| BRIEF |
Please copy, character for character, each line from the beginning of the listing to the line containing "for reliability stats.", including both.

| DATA RECORDS |
------------

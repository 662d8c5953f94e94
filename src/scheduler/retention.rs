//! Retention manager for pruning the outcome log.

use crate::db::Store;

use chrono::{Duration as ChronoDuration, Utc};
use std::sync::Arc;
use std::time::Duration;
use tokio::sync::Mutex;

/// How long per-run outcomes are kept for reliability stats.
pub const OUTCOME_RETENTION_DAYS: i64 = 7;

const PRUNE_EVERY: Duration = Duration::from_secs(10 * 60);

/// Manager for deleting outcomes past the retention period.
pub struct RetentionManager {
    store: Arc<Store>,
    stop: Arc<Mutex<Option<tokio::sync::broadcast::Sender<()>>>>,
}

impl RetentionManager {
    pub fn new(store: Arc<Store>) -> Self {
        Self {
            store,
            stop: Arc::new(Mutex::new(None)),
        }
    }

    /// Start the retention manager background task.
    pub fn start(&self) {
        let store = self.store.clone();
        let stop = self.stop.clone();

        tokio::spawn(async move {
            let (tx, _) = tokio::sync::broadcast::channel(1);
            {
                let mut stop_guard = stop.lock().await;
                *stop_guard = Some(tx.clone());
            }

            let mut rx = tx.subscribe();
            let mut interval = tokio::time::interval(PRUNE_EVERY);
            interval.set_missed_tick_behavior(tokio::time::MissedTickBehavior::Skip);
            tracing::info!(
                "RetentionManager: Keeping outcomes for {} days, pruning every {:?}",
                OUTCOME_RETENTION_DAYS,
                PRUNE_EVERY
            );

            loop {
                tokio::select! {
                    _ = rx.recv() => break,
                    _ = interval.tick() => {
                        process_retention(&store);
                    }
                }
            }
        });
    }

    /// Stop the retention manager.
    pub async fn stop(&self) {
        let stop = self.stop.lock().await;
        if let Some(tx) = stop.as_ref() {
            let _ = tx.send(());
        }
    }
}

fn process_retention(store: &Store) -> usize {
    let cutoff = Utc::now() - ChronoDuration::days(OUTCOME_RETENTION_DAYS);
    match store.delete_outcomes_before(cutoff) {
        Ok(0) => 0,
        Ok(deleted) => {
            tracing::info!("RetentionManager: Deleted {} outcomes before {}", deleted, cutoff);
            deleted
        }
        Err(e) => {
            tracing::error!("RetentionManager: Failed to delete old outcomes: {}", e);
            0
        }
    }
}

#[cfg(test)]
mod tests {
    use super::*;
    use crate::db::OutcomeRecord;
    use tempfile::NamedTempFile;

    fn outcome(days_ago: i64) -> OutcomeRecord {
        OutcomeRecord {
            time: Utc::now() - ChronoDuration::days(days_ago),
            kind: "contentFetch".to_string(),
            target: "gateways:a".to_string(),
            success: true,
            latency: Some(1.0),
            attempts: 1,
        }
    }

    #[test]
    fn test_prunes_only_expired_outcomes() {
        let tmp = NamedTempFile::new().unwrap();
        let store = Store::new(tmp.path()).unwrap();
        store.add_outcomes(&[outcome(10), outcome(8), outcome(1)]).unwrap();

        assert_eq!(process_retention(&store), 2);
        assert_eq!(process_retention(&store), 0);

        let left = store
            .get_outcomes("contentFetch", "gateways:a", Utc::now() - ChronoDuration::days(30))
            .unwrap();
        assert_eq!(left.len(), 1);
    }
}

------------

| WORKED SOLUTION |
repository 662d8c5953f94e94
filename src/scheduler/retention.rs
//! Retention manager for pruning the outcome log.

use crate::db::Store;

use chrono::{Duration as ChronoDuration, Utc};
use std::sync::Arc;
use std::time::Duration;
use tokio::sync::Mutex;

/// How long per-run outcomes are kept for reliability stats.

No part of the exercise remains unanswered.